Nonsteroidal anti-inflammatory drugs (NSAIDs), such as indomethacin, decrease mucosal prostaglandin (PG) E2 content by inhibiting cyclooxygenase (COX) activity and cause damage in the small intestine. The development of these lesions required the inhibition of both COX-1 and COX-2, because inhibition of COX-1 up-regulated COX-2 expression and PGs produced by COX-2 counteracted the deleterious influences of COX-1 inhibition. The intestinal ulcerogenic response to indomethacin (10 mg/kg) was accompanied by decreased Muc2 expression/mucus secretion and increased intestinal motility, enterobacterial invasion, and expression of inducible nitric oxide synthase (iNOS)/NO production. These lesions were prevented by PGE2 mediated by EP3/EP4 receptors, and this action was functionally associated with the stimulation of mucus secretion, inhibition of intestinal hypermotility and enterobacterial invasion, and downregulation of iNOS expression. On the other hand, the healing of these lesions was delayed by repeated administration of low-dose indomethacin (2 mg/kg) as well as the EP4 antagonist after ulceration, and the effects were reversed by co-administration of PGE2 and the EP4 agonist.
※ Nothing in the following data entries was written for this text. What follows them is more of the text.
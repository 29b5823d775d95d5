/*!
 * Common test utilities for the translex test suite
 */

use std::fs;
use std::path::PathBuf;
use std::sync::Arc;

use anyhow::Result;
use tempfile::TempDir;

use translex::app_config::EngineConfig;
use translex::repositories::{
    InMemoryDictionary, InMemoryHistory, InMemoryPhrases, PhraseRecord, PhraseRepository,
};
use translex::TranslationEngine;

/// Creates a temporary directory for test files
pub fn create_temp_dir() -> Result<TempDir> {
    Ok(TempDir::new()?)
}

/// Creates a test file with the given content in the specified directory
pub fn create_test_file(dir: &PathBuf, filename: &str, content: &str) -> Result<PathBuf> {
    let file_path = dir.join(filename);
    fs::write(&file_path, content)?;
    Ok(file_path)
}

/// Creates a rule file from NDJSON lines
pub fn create_rule_file(dir: &PathBuf, filename: &str, lines: &[&str]) -> Result<PathBuf> {
    create_test_file(dir, filename, &format!("{}\n", lines.join("\n")))
}

/// Route engine log output through the test harness
///
/// Safe to call more than once; only the first call installs the logger.
pub fn init_test_logging() {
    let _ = env_logger::builder().is_test(true).try_init();
}

/// Configuration pointing rule loading at a directory that stays empty
///
/// Keeps tests independent of whatever lives in the real user data dir.
pub fn test_config() -> EngineConfig {
    init_test_logging();
    let dir = std::env::temp_dir().join(format!("translex-tests-{}", uuid::Uuid::new_v4()));
    EngineConfig::default().with_data_dir(dir)
}

/// The standard en-ru dictionary fixture
pub fn seeded_dictionary() -> Arc<InMemoryDictionary> {
    Arc::new(InMemoryDictionary::with_entries(
        "en-ru",
        [
            ("good", "хороший"),
            ("morning", "утро"),
            ("friend", "друг"),
            ("hello", "привет"),
            ("world", "мир"),
        ],
    ))
}

/// The standard en-ru phrase fixture ("good morning", confidence 95)
pub async fn seeded_phrases() -> Result<Arc<InMemoryPhrases>> {
    let phrases = InMemoryPhrases::new();
    let record = PhraseRecord::new("Good morning", "доброе утро", "en-ru")
        .with_confidence(95.0)
        .with_category("greetings");
    phrases.insert_phrase(&record).await?;
    Ok(Arc::new(phrases))
}

/// An initialized engine over the standard fixtures and a given config
pub async fn ready_engine(config: EngineConfig) -> Result<TranslationEngine> {
    let engine = TranslationEngine::new(
        config,
        seeded_dictionary(),
        seeded_phrases().await?,
        Some(Arc::new(InMemoryHistory::new())),
    );
    engine.initialize().await?;
    Ok(engine)
}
Mucosal COX-2 and vascular endothelial growth factor (VEGF) expressions were upregulated after ulceration, and changes in VEGF expression paralleled those in mucosal PGE2 content. Indomethacin down-regulated VEGF expression and angiogenesis in the injured mucosa, and the effects were reversed by cotreatment with the EP4 agonist. These data suggest that the presence of EP4 receptors is essential for both the protective and healing-promoting effects of PGE2 on NSAID-induced small intestinal lesions. The former effect is functionally associated with increased Muc2 expression/mucus secretion and inhibition of intestinal hypermotility, both mediated mainly by EP4 receptors, while the latter effect is associated with the stimulation of angiogenesis through the upregulation of VEGF expression via the activation of EP4 receptors.